* Prompt: What lines in the entries below contain the word "ReplyHook"? Copy all of them.

* Data excerpts:
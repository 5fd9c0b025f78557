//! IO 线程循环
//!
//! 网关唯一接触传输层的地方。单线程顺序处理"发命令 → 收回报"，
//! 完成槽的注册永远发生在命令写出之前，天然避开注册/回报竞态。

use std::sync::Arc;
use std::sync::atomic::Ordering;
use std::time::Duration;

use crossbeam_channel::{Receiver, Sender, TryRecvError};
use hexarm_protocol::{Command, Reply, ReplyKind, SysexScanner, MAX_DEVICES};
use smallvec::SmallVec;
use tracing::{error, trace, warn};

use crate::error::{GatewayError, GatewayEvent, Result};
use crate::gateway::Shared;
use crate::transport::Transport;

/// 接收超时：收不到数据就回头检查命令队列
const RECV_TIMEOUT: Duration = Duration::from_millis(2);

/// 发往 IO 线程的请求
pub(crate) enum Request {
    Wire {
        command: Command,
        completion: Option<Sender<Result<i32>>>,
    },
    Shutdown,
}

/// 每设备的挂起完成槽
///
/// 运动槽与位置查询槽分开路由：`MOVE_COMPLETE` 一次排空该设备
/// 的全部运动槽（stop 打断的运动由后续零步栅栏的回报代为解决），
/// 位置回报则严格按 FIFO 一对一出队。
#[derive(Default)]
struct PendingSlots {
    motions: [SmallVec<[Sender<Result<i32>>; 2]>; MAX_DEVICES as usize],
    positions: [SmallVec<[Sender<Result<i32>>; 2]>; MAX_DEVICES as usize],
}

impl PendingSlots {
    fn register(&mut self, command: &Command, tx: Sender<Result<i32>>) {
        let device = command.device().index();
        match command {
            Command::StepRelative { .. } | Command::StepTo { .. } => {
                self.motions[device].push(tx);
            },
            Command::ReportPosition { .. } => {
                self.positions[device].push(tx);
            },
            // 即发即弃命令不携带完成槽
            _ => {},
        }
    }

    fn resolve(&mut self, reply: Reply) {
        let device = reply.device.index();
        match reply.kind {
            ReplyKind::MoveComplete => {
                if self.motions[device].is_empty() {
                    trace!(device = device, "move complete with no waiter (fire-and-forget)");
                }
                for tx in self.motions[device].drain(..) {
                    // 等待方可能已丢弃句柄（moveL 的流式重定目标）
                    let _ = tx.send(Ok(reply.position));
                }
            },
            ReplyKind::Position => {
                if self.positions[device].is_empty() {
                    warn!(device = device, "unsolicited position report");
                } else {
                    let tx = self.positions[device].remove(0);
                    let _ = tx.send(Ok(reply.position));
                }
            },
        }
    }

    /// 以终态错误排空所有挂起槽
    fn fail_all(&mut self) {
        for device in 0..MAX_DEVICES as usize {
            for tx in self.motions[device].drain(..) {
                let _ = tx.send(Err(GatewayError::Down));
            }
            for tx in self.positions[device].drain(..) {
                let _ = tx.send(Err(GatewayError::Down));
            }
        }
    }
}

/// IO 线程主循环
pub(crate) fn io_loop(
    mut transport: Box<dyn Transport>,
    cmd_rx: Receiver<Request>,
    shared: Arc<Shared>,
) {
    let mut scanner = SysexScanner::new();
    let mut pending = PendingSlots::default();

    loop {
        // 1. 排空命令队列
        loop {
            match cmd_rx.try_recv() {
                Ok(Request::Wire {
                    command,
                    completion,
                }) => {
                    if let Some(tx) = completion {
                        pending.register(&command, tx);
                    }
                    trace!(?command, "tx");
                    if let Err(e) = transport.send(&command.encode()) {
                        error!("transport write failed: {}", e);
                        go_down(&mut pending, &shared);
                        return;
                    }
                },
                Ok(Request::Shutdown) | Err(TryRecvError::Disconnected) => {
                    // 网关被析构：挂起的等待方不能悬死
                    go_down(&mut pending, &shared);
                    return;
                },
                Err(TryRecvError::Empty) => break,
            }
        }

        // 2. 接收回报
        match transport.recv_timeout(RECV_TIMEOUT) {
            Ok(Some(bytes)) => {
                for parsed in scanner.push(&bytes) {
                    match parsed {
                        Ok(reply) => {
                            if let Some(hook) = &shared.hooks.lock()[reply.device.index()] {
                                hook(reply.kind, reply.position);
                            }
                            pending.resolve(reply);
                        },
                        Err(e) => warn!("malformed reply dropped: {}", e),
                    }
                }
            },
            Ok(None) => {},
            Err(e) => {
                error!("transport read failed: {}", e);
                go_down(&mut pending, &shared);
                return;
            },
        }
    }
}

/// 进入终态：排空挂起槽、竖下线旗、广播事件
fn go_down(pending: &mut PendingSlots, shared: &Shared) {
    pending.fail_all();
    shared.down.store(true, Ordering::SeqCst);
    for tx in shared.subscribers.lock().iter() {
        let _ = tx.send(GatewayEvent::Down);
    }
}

...

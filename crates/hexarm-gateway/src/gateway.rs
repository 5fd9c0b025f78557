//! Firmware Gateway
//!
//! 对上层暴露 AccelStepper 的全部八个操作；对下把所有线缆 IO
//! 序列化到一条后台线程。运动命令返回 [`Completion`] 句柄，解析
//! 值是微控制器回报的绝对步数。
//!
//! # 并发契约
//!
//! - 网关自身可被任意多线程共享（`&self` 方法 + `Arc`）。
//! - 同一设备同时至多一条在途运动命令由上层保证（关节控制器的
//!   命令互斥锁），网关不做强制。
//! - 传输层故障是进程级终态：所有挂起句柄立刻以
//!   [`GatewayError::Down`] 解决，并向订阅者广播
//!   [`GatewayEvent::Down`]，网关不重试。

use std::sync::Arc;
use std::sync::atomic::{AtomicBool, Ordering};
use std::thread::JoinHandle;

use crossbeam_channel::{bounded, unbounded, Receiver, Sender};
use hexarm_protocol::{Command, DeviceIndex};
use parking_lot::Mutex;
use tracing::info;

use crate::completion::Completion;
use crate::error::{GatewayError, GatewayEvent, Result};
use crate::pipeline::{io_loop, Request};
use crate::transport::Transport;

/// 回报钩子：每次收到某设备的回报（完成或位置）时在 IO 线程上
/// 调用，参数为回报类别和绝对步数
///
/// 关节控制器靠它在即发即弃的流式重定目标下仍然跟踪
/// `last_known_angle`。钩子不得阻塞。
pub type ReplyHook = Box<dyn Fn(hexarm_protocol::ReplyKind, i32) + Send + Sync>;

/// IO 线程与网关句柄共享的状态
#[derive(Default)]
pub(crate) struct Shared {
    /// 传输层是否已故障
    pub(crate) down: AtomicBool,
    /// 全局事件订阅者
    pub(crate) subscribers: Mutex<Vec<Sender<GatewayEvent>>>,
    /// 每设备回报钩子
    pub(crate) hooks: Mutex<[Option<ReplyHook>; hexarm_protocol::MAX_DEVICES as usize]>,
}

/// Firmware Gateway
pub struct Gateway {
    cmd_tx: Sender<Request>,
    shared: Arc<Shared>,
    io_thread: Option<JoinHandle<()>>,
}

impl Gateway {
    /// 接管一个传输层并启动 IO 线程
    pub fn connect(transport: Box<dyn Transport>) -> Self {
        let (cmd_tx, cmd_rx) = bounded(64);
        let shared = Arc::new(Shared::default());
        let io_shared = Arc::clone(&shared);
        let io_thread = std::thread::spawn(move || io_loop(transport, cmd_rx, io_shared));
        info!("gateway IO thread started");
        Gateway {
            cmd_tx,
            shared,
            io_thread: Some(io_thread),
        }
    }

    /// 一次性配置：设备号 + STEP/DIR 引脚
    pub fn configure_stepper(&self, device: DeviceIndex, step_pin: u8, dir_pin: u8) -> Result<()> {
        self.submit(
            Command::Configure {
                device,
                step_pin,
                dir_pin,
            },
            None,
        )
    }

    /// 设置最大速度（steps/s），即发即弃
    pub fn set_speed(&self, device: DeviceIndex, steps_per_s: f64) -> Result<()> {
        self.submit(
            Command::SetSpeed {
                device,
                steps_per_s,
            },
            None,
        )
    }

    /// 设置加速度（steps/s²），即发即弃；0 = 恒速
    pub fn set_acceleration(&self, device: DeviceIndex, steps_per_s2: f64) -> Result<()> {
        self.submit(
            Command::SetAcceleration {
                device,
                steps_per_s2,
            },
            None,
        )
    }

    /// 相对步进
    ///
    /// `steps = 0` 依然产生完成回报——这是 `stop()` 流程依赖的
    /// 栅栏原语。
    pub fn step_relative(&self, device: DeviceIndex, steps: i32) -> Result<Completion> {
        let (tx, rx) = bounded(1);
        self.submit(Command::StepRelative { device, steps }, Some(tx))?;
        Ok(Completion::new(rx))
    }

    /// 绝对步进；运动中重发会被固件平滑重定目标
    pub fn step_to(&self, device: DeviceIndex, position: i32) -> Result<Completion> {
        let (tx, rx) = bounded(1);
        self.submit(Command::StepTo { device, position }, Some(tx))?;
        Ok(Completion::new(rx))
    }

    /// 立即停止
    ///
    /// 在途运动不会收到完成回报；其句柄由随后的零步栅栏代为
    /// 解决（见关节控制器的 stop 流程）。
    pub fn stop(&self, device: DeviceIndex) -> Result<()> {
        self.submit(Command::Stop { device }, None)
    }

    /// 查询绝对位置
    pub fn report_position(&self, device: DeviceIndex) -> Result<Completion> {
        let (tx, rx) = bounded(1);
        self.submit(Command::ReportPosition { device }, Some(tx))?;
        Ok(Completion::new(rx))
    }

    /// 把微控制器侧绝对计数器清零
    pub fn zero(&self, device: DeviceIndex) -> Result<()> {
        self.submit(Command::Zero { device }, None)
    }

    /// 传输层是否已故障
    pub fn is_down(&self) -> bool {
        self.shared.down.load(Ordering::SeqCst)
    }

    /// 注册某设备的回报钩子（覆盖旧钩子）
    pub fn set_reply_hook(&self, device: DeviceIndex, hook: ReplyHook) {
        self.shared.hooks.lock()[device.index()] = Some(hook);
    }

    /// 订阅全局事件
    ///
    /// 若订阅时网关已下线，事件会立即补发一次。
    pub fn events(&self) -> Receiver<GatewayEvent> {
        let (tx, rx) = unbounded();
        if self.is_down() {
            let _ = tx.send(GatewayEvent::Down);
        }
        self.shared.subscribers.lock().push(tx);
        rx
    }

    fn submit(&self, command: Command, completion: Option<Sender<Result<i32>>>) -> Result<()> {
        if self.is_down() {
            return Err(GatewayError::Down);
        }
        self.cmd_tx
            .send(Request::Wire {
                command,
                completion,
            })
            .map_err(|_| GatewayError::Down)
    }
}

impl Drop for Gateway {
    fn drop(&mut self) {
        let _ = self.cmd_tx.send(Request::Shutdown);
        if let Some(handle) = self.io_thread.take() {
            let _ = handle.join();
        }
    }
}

---

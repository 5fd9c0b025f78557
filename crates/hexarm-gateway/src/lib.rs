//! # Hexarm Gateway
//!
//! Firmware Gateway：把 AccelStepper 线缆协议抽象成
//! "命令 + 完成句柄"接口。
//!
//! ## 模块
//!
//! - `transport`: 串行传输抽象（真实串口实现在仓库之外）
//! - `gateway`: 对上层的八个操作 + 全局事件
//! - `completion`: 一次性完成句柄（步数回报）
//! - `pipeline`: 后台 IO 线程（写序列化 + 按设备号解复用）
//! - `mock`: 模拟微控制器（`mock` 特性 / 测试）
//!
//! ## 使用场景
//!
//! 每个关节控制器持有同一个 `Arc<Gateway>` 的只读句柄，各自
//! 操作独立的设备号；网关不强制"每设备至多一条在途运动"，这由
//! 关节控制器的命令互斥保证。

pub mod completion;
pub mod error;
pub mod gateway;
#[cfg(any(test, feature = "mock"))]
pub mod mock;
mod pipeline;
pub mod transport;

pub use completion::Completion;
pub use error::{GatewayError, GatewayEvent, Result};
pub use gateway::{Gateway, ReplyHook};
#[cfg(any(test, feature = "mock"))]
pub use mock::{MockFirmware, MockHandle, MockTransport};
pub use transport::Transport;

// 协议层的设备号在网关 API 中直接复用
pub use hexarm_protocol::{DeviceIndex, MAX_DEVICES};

* Written solution:
pub type ReplyHook = Box<dyn Fn(hexarm_protocol::ReplyKind, i32) + Send + Sync>;
    pub(crate) hooks: Mutex<[Option<ReplyHook>; hexarm_protocol::MAX_DEVICES as usize]>,
    pub fn set_reply_hook(&self, device: DeviceIndex, hook: ReplyHook) {
pub use gateway::{Gateway, ReplyHook};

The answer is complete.